Beauty Pays by Hamermesh Daniel S
Author:Hamermesh, Daniel S. [Hamermesh, Daniel S.]
Language: eng
Format: mobi
Publisher: Princeton University Press
Published: 2011-06-20T20:00:00+00:00
WHAT ARE THE SOURCES OF BEAUTY EFFECTS?
Regardless of the extent to which our preferences for beauty are socially productive or not, possibly simpler questions to answer are: (1) Whose behavior causes the beauty effects? As the discussion of the standard economic theory of discrimination made clear, preference-based discrimination could arise from the tastes of the employers themselves, from an individual’s fellow workers, or from consumers of the products or services to whose production the worker contributes. (2) Is there any direct evidence—on the amount actually produced instead of dollars of sales revenue—that beauty is even privately productive?
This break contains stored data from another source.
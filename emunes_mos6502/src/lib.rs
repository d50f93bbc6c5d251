mod mos6502;

pub use mos6502::addressing_mode::AddressingMode;
pub use mos6502::bus::Bus;
pub use mos6502::decode::{decode, DecodedOpcode};
pub use mos6502::error::Error;
pub use mos6502::opcode::Opcode;
pub use mos6502::status::{Status, StatusFlag};
pub use mos6502::trace::StepTrace;
pub use mos6502::{Cpu, Result, RESET_VECTOR_ADDRESS, IRQ_VECTOR_ADDRESS};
Combining the effects of looks on sales, profits, and pay, you would infer that discrimination by consumers is most consistent with the evidence. If employers were at fault, and consumers didn’t care about the looks of those selling to them, there could be no effect on sales. The same holds if fellow employees were the discriminators. But if consumers are discriminating, employers will profit by catering to their preferences, by hiring the beautiful and paying for the scarcity of beauty, thereby increasing sales and perhaps even profits.
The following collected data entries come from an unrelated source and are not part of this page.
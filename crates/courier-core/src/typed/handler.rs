//! Handler trait - Contract を処理する consumer handler の定義
//!
//! # 二層構造
//! - `Handler<T>`: 型付き。`T` しか受け取れない
//! - `DynHandler`: object-safe。`HashMap<String, Arc<dyn DynHandler>>` に格納するため
//! - `TypedHandler<T, H>` が JSON のデコードを挟んで前者を後者に変換する

use std::marker::PhantomData;

use async_trait::async_trait;
use chrono::{DateTime, Utc};

use super::contract::Contract;
use crate::domain::envelope::BrokerMessage;
use crate::domain::errors::HandlerError;
use crate::domain::ids::{MessageId, OutboxEntryId};

/// MessageContext は handler に渡す配送メタデータ
#[derive(Debug, Clone, PartialEq, Eq)]
pub struct MessageContext {
    /// 冪等性キー（元の OutboxEntry の id）
    pub message_id: OutboxEntryId,
    pub correlation_id: MessageId,
    pub event_type: String,
    pub occurred_at: DateTime<Utc>,
    pub queue: String,
    /// 配送試行番号（初回は 1）
    pub attempt: u32,
}

impl MessageContext {
    pub fn new(message: &BrokerMessage, queue: impl Into<String>, attempt: u32) -> Self {
        Self {
            message_id: message.message_id,
            correlation_id: message.correlation_id,
            event_type: message.event_type.clone(),
            occurred_at: message.occurred_at,
            queue: queue.into(),
            attempt,
        }
    }
}

/// Handler は Contract を処理する
///
/// # 使用例
/// ```ignore
/// struct ParcelShippedHandler;
///
/// #[async_trait]
/// impl Handler<ParcelShipped> for ParcelShippedHandler {
///     async fn handle(&self, event: ParcelShipped, ctx: &MessageContext) -> Result<(), HandlerError> {
///         tracing::info!(message_id = %ctx.message_id, "shipped");
///         Ok(())
///     }
/// }
/// ```
///
/// # 冪等性
/// 同じメッセージが再配送されても安全でなければなりません。
/// ランタイムは処理済みの message_id をスキップしますが、記録前に落ちた場合は再実行されます。
#[async_trait]
pub trait Handler<T: Contract>: Send + Sync {
    async fn handle(&self, message: T, ctx: &MessageContext) -> Result<(), HandlerError>;
}

/// DynHandler は object-safe な Handler の抽象化
#[async_trait]
pub trait DynHandler: Send + Sync {
    async fn handle_dyn(
        &self,
        payload: serde_json::Value,
        ctx: &MessageContext,
    ) -> Result<(), HandlerError>;

    fn event_type(&self) -> &'static str;
}

pub struct TypedHandler<T: Contract, H: Handler<T>> {
    handler: H,
    _marker: PhantomData<T>,
}

impl<T: Contract, H: Handler<T>> TypedHandler<T, H> {
    pub fn new(handler: H) -> Self {
        Self {
            handler,
            _marker: PhantomData,
        }
    }
}

#[async_trait]
impl<T: Contract, H: Handler<T>> DynHandler for TypedHandler<T, H> {
    /// デコードできない payload は何度受け取ってもデコードできないので Permanent
    async fn handle_dyn(
        &self,
        payload: serde_json::Value,
        ctx: &MessageContext,
    ) -> Result<(), HandlerError> {
        let message: T = serde_json::from_value(payload)
            .map_err(|e| HandlerError::Permanent(format!("json decode ({}): {e}", T::TYPE)))?;
        self.handler.handle(message, ctx).await
    }

    fn event_type(&self) -> &'static str {
        T::TYPE
    }
}

#[cfg(test)]
mod tests {
    use super::*;
    use crate::domain::contracts::DeliveryCompleted;
    use serde_json::json;
    use std::sync::atomic::{AtomicUsize, Ordering};
    use ulid::Ulid;

    struct CountingHandler(AtomicUsize);

    #[async_trait]
    impl Handler<DeliveryCompleted> for CountingHandler {
        async fn handle(
            &self,
            _message: DeliveryCompleted,
            _ctx: &MessageContext,
        ) -> Result<(), HandlerError> {
            self.0.fetch_add(1, Ordering::SeqCst);
            Ok(())
        }
    }

    fn ctx() -> MessageContext {
        MessageContext {
            message_id: OutboxEntryId::from_ulid(Ulid::new()),
            correlation_id: MessageId::from_ulid(Ulid::new()),
            event_type: DeliveryCompleted::TYPE.into(),
            occurred_at: Utc::now(),
            queue: "dispatch.delivery.events".into(),
            attempt: 1,
        }
    }

    #[tokio::test]
    async fn typed_handler_decodes_and_dispatches() {
        let typed = TypedHandler::<DeliveryCompleted, _>::new(CountingHandler(AtomicUsize::new(0)));
        let payload = json!({
            "message_id": MessageId::from_ulid(Ulid::new()),
            "recipient": "B",
            "delivered_at": "2024-01-01T12:00:00Z",
        });

        typed.handle_dyn(payload, &ctx()).await.unwrap();

        assert_eq!(typed.handler.0.load(Ordering::SeqCst), 1);
        assert_eq!(typed.event_type(), "DeliveryCompleted");
    }

    #[tokio::test]
    async fn undecodable_payload_is_permanent() {
        let typed = TypedHandler::<DeliveryCompleted, _>::new(CountingHandler(AtomicUsize::new(0)));

        let err = typed
            .handle_dyn(json!({ "unexpected": true }), &ctx())
            .await
            .unwrap_err();

        assert!(matches!(err, HandlerError::Permanent(_)));
        assert_eq!(typed.handler.0.load(Ordering::SeqCst), 0);
    }
}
The difficulty with this inference is that it is indirect—one would like something that identified the source of the discrimination more directly. If you could set up an experiment that would allow you to distinguish among these sources of the beauty premium, how would you do it? One possibility is to imagine a set of unexpected and naturally occurring disfiguring injuries that occur differentially across members of the labor force. Perhaps a plague randomly strikes adults, independent of their demographic or economic characteristics or any prior experiences that they might have had, and it renders their faces permanently and severely scarred. These disfigurements make some unfortunate workers worse-looking; and we can assume that some companies and some occupations had employed more of the disfigured workers than others. A simple test would compare wages before and not too long after the plague has struck in relation to the degree to which the workers have contact with customers. If the source of the pay difference is customer discrimination, you would expect to see a bigger drop in wages among those disfigured workers who have more customer contact.
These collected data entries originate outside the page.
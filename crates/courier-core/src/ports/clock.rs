//! Clock port - 時刻の抽象化
//!
//! - **SystemClock**: 本番用
//! - **FixedClock**: テスト用（`set` / `advance` で時刻を動かせる）

use std::sync::{Arc, Mutex, PoisonError};

use chrono::{DateTime, Duration, Utc};

/// Clock は現在時刻を提供
///
/// # テスト容易性
/// - trait により時刻を差し替え可能
/// - テストでは FixedClock を共有し、relay と consumer に同じ時刻を見せる
pub trait Clock: Send + Sync {
    fn now(&self) -> DateTime<Utc>;
}

impl<C: Clock + ?Sized> Clock for Arc<C> {
    fn now(&self) -> DateTime<Utc> {
        (**self).now()
    }
}

#[derive(Debug, Clone, Copy, Default)]
pub struct SystemClock;

impl Clock for SystemClock {
    fn now(&self) -> DateTime<Utc> {
        Utc::now()
    }
}

/// FixedClock は明示的に動かすまで止まっている時計
#[derive(Debug)]
pub struct FixedClock {
    now: Mutex<DateTime<Utc>>,
}

impl FixedClock {
    pub fn new(now: DateTime<Utc>) -> Self {
        Self {
            now: Mutex::new(now),
        }
    }

    pub fn set(&self, now: DateTime<Utc>) {
        *self.now.lock().unwrap_or_else(PoisonError::into_inner) = now;
    }

    pub fn advance(&self, by: Duration) {
        let mut now = self.now.lock().unwrap_or_else(PoisonError::into_inner);
        *now += by;
    }
}

impl Clock for FixedClock {
    fn now(&self) -> DateTime<Utc> {
        *self.now.lock().unwrap_or_else(PoisonError::into_inner)
    }
}
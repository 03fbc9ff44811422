//! ConsumerAppBuilder - consumer の構築と起動時検証
//!
//! # 学習ポイント
//! - Builder パターンの実装
//! - 起動時検証（Fail-fast 設計）
//! - 同じ event type を二重登録したら即エラー

use crate::typed::{Contract, Handler, HandlerRegistry, RegistryError};

/// ConsumerAppBuilder は 1 つの queue を読む consumer を構築
///
/// # 使用例
/// ```ignore
/// let app = ConsumerAppBuilder::new(services::INBOX, queues::INBOX_COMMANDS)
///     .register::<RegisterInInbox, _>(InboxService::new(store, span))?
///     .expect_contracts(&[RegisterInInbox::TYPE])
///     .build()?;
/// ```
///
/// # Fail-fast 設計
/// - expect_contracts() で期待される event type を登録
/// - build() 時に「期待集合 ⊆ 登録済み集合」をチェック
/// - 不足があれば BuildError を返す
pub struct ConsumerAppBuilder {
    name: String,
    queue: String,
    registry: HandlerRegistry,
    expected: Option<Vec<String>>,
}

/// BuildError は consumer 構築時のエラー
#[derive(Debug, thiserror::Error, PartialEq, Eq)]
pub enum BuildError {
    #[error("Missing handlers for {0:?}. These contracts were expected but not registered.")]
    MissingContracts(Vec<String>),

    #[error(transparent)]
    Registry(#[from] RegistryError),
}

impl ConsumerAppBuilder {
    /// `name` は冪等性キーの名前空間にもなる consumer 名
    pub fn new(name: impl Into<String>, queue: impl Into<String>) -> Self {
        Self {
            name: name.into(),
            queue: queue.into(),
            registry: HandlerRegistry::new(),
            expected: None,
        }
    }

    /// Handler を登録
    pub fn register<T: Contract, H: Handler<T> + 'static>(
        mut self,
        handler: H,
    ) -> Result<Self, RegistryError> {
        self.registry.register::<T, H>(handler)?;
        Ok(self)
    }

    /// 期待される event type のリストを設定
    pub fn expect_contracts(mut self, event_types: &[&str]) -> Self {
        self.expected = Some(event_types.iter().map(|t| t.to_string()).collect());
        self
    }

    pub fn build(self) -> Result<ConsumerApp, BuildError> {
        if let Some(expected) = &self.expected {
            let registered = self.registry.registered_types();
            let missing: Vec<String> = expected
                .iter()
                .filter(|t| !registered.contains(t))
                .cloned()
                .collect();
            if !missing.is_empty() {
                return Err(BuildError::MissingContracts(missing));
            }
        }
        Ok(ConsumerApp {
            name: self.name,
            queue: self.queue,
            registry: self.registry,
        })
    }
}

/// ConsumerApp は検証済みの consumer 定義
///
/// 実行は [`ConsumerGroup`](super::consumer_loop::ConsumerGroup) が行います。
pub struct ConsumerApp {
    name: String,
    queue: String,
    registry: HandlerRegistry,
}

impl ConsumerApp {
    pub fn name(&self) -> &str {
        &self.name
    }

    pub fn queue(&self) -> &str {
        &self.queue
    }

    pub fn registry(&self) -> &HandlerRegistry {
        &self.registry
    }
}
Going still further with this same “natural experiment,” how do the before-after pay differences vary with the number of fellow employees who work with the disfigured individuals? If, for example, you find that the suddenly disfigured workers who come into contact with many other employees in their company suffer larger wage declines than those who have few fellow workers (or, indeed, if the latter experience no change in wages), you can be pretty sure that the ugly worker’s fellow employees are the source of the beauty effect in the labor market.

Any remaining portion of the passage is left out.